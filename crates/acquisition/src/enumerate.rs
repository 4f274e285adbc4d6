//! Key-space enumeration.
//!
//! A run covers every (date, time of day, band, segment) combination in the
//! configured period. The sequence is produced lazily in ascending order and
//! depends only on its parameters, so an interrupted run enumerates exactly
//! the same keys when restarted.

use chrono::{Duration, NaiveDate, NaiveTime};

use himawari_common::{Band, ObjectKey, ObservationTime, RunConfig, Segment, TimeWindow};

use crate::error::{AcquisitionError, AcquisitionResult};

const MINUTES_PER_DAY: u32 = 24 * 60;

#[derive(Debug, Clone, PartialEq)]
pub struct KeySpace {
    start: NaiveDate,
    end: NaiveDate,
    times: Vec<NaiveTime>,
    bands: Vec<Band>,
    segments: Vec<Segment>,
}

impl KeySpace {
    /// Build a key space. Bands and segments are sorted and deduplicated.
    pub fn new(
        start: NaiveDate,
        end: NaiveDate,
        cadence_minutes: u32,
        window: Option<TimeWindow>,
        bands: impl IntoIterator<Item = Band>,
        segments: impl IntoIterator<Item = Segment>,
    ) -> AcquisitionResult<Self> {
        if start > end {
            return Err(AcquisitionError::InvalidKeySpace(format!(
                "start {} is after end {}",
                start, end
            )));
        }
        if cadence_minutes == 0 || MINUTES_PER_DAY % cadence_minutes != 0 {
            return Err(AcquisitionError::InvalidKeySpace(format!(
                "cadence of {} minutes does not divide a day",
                cadence_minutes
            )));
        }

        let times = (0..MINUTES_PER_DAY)
            .step_by(cadence_minutes as usize)
            .filter_map(|m| NaiveTime::from_hms_opt(m / 60, m % 60, 0))
            .filter(|t| window.map_or(true, |w| w.contains(*t)))
            .collect();

        let mut bands: Vec<Band> = bands.into_iter().collect();
        bands.sort();
        bands.dedup();

        let mut segments: Vec<Segment> = segments.into_iter().collect();
        segments.sort();
        segments.dedup();

        Ok(Self {
            start,
            end,
            times,
            bands,
            segments,
        })
    }

    /// Key space of a validated run configuration. An empty segment list
    /// means every segment of the product.
    pub fn from_config(config: &RunConfig) -> AcquisitionResult<Self> {
        let segments = if config.segments.is_empty() {
            Segment::all(config.product.segment_total)
        } else {
            config.segments.clone()
        };
        Self::new(
            config.period.start,
            config.period.end,
            config.period.cadence_minutes,
            config.period.window,
            config.bands.iter().copied(),
            segments,
        )
    }

    pub fn days(&self) -> usize {
        ((self.end - self.start).num_days() + 1) as usize
    }

    pub fn bands(&self) -> &[Band] {
        &self.bands
    }

    pub fn segments(&self) -> &[Segment] {
        &self.segments
    }

    /// Number of keys, computed without iterating.
    pub fn len(&self) -> usize {
        self.days() * self.times.len() * self.bands.len() * self.segments.len()
    }

    pub fn is_empty(&self) -> bool {
        self.len() == 0
    }

    /// Every observation instant in the period, ascending.
    pub fn instants(&self) -> impl Iterator<Item = ObservationTime> + '_ {
        let end = self.end;
        std::iter::successors(Some(self.start), |d| d.checked_add_signed(Duration::days(1)))
            .take_while(move |d| *d <= end)
            .flat_map(move |date| {
                self.times
                    .iter()
                    .map(move |time| ObservationTime::new(date, *time))
            })
    }

    /// Every key in ascending (date, time, band, segment) order.
    pub fn iter(&self) -> impl Iterator<Item = ObjectKey> + '_ {
        self.instants().flat_map(move |time| {
            self.bands.iter().flat_map(move |band| {
                self.segments
                    .iter()
                    .map(move |segment| ObjectKey::new(time, *band, *segment))
            })
        })
    }
}

#[cfg(test)]
mod tests {
    use super::*;

    fn date(y: i32, m: u32, d: u32) -> NaiveDate {
        NaiveDate::from_ymd_opt(y, m, d).unwrap()
    }

    fn bands(numbers: &[u8]) -> Vec<Band> {
        numbers.iter().map(|n| Band::new(*n).unwrap()).collect()
    }

    fn segments(numbers: &[u8]) -> Vec<Segment> {
        numbers.iter().map(|n| Segment::new(*n).unwrap()).collect()
    }

    #[test]
    fn test_full_day_size() {
        let space = KeySpace::new(
            date(2025, 3, 1),
            date(2025, 3, 1),
            10,
            None,
            bands(&[14, 15]),
            Segment::all(10),
        )
        .unwrap();
        assert_eq!(space.len(), 144 * 2 * 10);
        assert_eq!(space.iter().count(), space.len());
    }

    #[test]
    fn test_ascending_order_regardless_of_input_order() {
        let space = KeySpace::new(
            date(2025, 3, 1),
            date(2025, 3, 2),
            10,
            None,
            bands(&[15, 14, 15]),
            segments(&[2, 1]),
        )
        .unwrap();
        assert_eq!(space.bands(), &bands(&[14, 15])[..]);

        let keys: Vec<ObjectKey> = space.iter().collect();
        assert!(keys.windows(2).all(|w| w[0] < w[1]));

        let first = keys[0];
        assert_eq!(first.time.group_key(), "20250301_0000");
        assert_eq!(first.band.number(), 14);
        assert_eq!(first.segment.number(), 1);

        let second = keys[1];
        assert_eq!(second.time, first.time);
        assert_eq!(second.band, first.band);
        assert_eq!(second.segment.number(), 2);

        let last = keys[keys.len() - 1];
        assert_eq!(last.time.group_key(), "20250302_2350");
        assert_eq!(last.band.number(), 15);
        assert_eq!(last.segment.number(), 2);
    }

    #[test]
    fn test_deterministic_and_restartable() {
        let make = || {
            KeySpace::new(
                date(2025, 3, 1),
                date(2025, 3, 3),
                30,
                None,
                bands(&[14]),
                segments(&[4]),
            )
            .unwrap()
        };
        let a: Vec<ObjectKey> = make().iter().collect();
        let resumed: Vec<ObjectKey> = make().iter().skip(50).collect();
        assert_eq!(&a[50..], &resumed[..]);
    }

    #[test]
    fn test_window_restricts_instants() {
        let window = TimeWindow {
            from: NaiveTime::from_hms_opt(10, 0, 0).unwrap(),
            to: NaiveTime::from_hms_opt(10, 10, 0).unwrap(),
        };
        let space = KeySpace::new(
            date(2025, 3, 1),
            date(2025, 3, 1),
            10,
            Some(window),
            bands(&[14]),
            segments(&[4]),
        )
        .unwrap();
        let keys: Vec<String> = space.instants().map(|t| t.group_key()).collect();
        assert_eq!(keys, vec!["20250301_1000", "20250301_1010"]);
        assert_eq!(space.len(), 2);
    }

    #[test]
    fn test_invalid_parameters() {
        let b = bands(&[14]);
        let s = segments(&[1]);
        assert!(KeySpace::new(date(2025, 3, 2), date(2025, 3, 1), 10, None, b.clone(), s.clone()).is_err());
        assert!(KeySpace::new(date(2025, 3, 1), date(2025, 3, 1), 0, None, b.clone(), s.clone()).is_err());
        assert!(KeySpace::new(date(2025, 3, 1), date(2025, 3, 1), 7, None, b, s).is_err());
    }

    #[test]
    fn test_empty_band_set_is_empty() {
        let space = KeySpace::new(
            date(2025, 3, 1),
            date(2025, 3, 1),
            10,
            None,
            Vec::new(),
            segments(&[1]),
        )
        .unwrap();
        assert!(space.is_empty());
        assert_eq!(space.iter().count(), 0);
    }
}
//! Unified error types for coldsign
//!
//! Every pipeline stage fails closed through `ColdsignError`. Messages name
//! the offending field or check and never carry mnemonic, passphrase or key
//! material.

use serde::{Deserialize, Serialize};
use std::fmt;

/// Main error type for all signing operations
#[derive(Debug, Clone, Serialize, Deserialize)]
pub struct ColdsignError {
    pub code: ErrorCode,
    pub message: String,
    pub details: Option<String>,
}

impl ColdsignError {
    pub fn new(code: ErrorCode, message: impl Into<String>) -> Self {
        Self {
            code,
            message: message.into(),
            details: None,
        }
    }

    pub fn with_details(mut self, details: impl Into<String>) -> Self {
        self.details = Some(details.into());
        self
    }

    // Convenience constructors

    pub fn envelope(msg: impl Into<String>) -> Self {
        Self::new(ErrorCode::EnvelopeDecode, msg)
    }

    /// A field failed its type or format constraint.
    pub fn invalid_field(field: &str, msg: impl fmt::Display) -> Self {
        Self::new(ErrorCode::InvalidField, format!("{}: {}", field, msg))
    }

    pub fn invalid_address(field: &str, msg: impl fmt::Display) -> Self {
        Self::new(ErrorCode::InvalidAddress, format!("{}: {}", field, msg))
    }

    pub fn invalid_amount(field: &str, msg: impl fmt::Display) -> Self {
        Self::new(ErrorCode::InvalidAmount, format!("{}: {}", field, msg))
    }

    pub fn policy(msg: impl Into<String>) -> Self {
        Self::new(ErrorCode::PolicyViolation, msg)
    }

    pub fn address_mismatch(msg: impl Into<String>) -> Self {
        Self::new(ErrorCode::AddressMismatch, msg)
    }

    pub fn missing_sender(msg: impl Into<String>) -> Self {
        Self::new(ErrorCode::MissingExpectedSender, msg)
    }

    pub fn derivation(msg: impl Into<String>) -> Self {
        Self::new(ErrorCode::DerivationFailed, msg)
    }

    pub fn build_failed(msg: impl Into<String>) -> Self {
        Self::new(ErrorCode::InvalidTransaction, msg)
    }

    pub fn signing_failed(msg: impl Into<String>) -> Self {
        Self::new(ErrorCode::SigningFailed, msg)
    }

    pub fn terminal(msg: impl Into<String>) -> Self {
        Self::new(ErrorCode::TerminalError, msg)
    }

    pub fn config(msg: impl Into<String>) -> Self {
        Self::new(ErrorCode::ConfigError, msg)
    }

    pub fn parse_error(msg: impl Into<String>) -> Self {
        Self::new(ErrorCode::ParseError, msg)
    }

    /// Errors that describe bad input rather than a failed key operation.
    /// The operator can fix the intent or policy and retry.
    pub fn is_retryable(&self) -> bool {
        matches!(
            self.code,
            ErrorCode::EnvelopeDecode
                | ErrorCode::JsonError
                | ErrorCode::InvalidField
                | ErrorCode::UnsupportedVersion
                | ErrorCode::UnsupportedKind
                | ErrorCode::UnsupportedFromType
                | ErrorCode::InvalidAddress
                | ErrorCode::ZeroAddress
                | ErrorCode::InvalidAmount
                | ErrorCode::PolicyViolation
                | ErrorCode::MissingExpectedSender
                | ErrorCode::ConfigError
        )
    }
}

impl fmt::Display for ColdsignError {
    fn fmt(&self, f: &mut fmt::Formatter<'_>) -> fmt::Result {
        write!(f, "[{:?}] {}", self.code, self.message)?;
        if let Some(ref details) = self.details {
            write!(f, " ({})", details)?;
        }
        Ok(())
    }
}

impl std::error::Error for ColdsignError {}

/// Error codes for categorization
#[derive(Debug, Clone, Copy, PartialEq, Eq, Serialize, Deserialize)]
#[serde(rename_all = "snake_case")]
pub enum ErrorCode {
    // Malformed input
    EnvelopeDecode,
    JsonError,
    InvalidField,
    HexError,
    ParseError,

    // Semantic rejection
    UnsupportedVersion,
    UnsupportedKind,
    UnsupportedFromType,
    InvalidAddress,
    ZeroAddress,
    InvalidAmount,

    // Policy
    PolicyViolation,
    ConfigError,

    // Authentication
    MissingExpectedSender,
    AddressMismatch,

    // Key material
    InvalidMnemonic,
    DerivationFailed,

    // Transaction
    InvalidTransaction,
    SigningFailed,

    // Operator I/O
    TerminalError,
    Io,
}

/// Result type alias for signing operations
pub type ColdsignResult<T> = Result<T, ColdsignError>;

// Conversions from common error types

impl From<serde_json::Error> for ColdsignError {
    fn from(e: serde_json::Error) -> Self {
        ColdsignError::new(ErrorCode::JsonError, e.to_string())
    }
}

impl From<hex::FromHexError> for ColdsignError {
    fn from(e: hex::FromHexError) -> Self {
        ColdsignError::new(ErrorCode::HexError, e.to_string())
    }
}

impl From<std::io::Error> for ColdsignError {
    fn from(e: std::io::Error) -> Self {
        ColdsignError::new(ErrorCode::Io, e.to_string())
    }
}

impl From<base64::DecodeError> for ColdsignError {
    fn from(e: base64::DecodeError) -> Self {
        ColdsignError::envelope(format!("invalid envelope base64url: {}", e))
    }
}

impl From<bitcoin::bip32::Error> for ColdsignError {
    fn from(e: bitcoin::bip32::Error) -> Self {
        ColdsignError::derivation(format!("BIP32 error: {}", e))
    }
}

impl From<bip39::Error> for ColdsignError {
    // bip39 errors describe word positions and checksums, never the words.
    fn from(e: bip39::Error) -> Self {
        ColdsignError::new(ErrorCode::InvalidMnemonic, format!("invalid mnemonic: {}", e))
    }
}

#[cfg(test)]
mod tests {
    use super::*;

    #[test]
    fn test_error_serialization() {
        let err = ColdsignError::policy("maxFeePerGas exceeds policy limit")
            .with_details("limit: 200000000000");

        let json = serde_json::to_string(&err).unwrap();
        assert!(json.contains("policy_violation"));
        assert!(json.contains("maxFeePerGas"));
    }

    #[test]
    fn test_display_includes_code_and_details() {
        let err = ColdsignError::invalid_field("to", "expected hex").with_details("got 3 chars");
        assert_eq!(err.to_string(), "[InvalidField] to: expected hex (got 3 chars)");
    }

    #[test]
    fn test_retryable_classification() {
        assert!(ColdsignError::policy("x").is_retryable());
        assert!(ColdsignError::envelope("x").is_retryable());
        assert!(!ColdsignError::address_mismatch("x").is_retryable());
        assert!(!ColdsignError::signing_failed("x").is_retryable());
    }
}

== == ==

## Prompt:
Among the records, find every line with the word "None" and copy it.

## Output of the exercise:
            None,
            None,
                None,
        assert!(KeySpace::new(date(2025, 3, 2), date(2025, 3, 1), 10, None, b.clone(), s.clone()).is_err());
        assert!(KeySpace::new(date(2025, 3, 1), date(2025, 3, 1), 0, None, b.clone(), s.clone()).is_err());
        assert!(KeySpace::new(date(2025, 3, 1), date(2025, 3, 1), 7, None, b, s).is_err());
            None,
            details: None,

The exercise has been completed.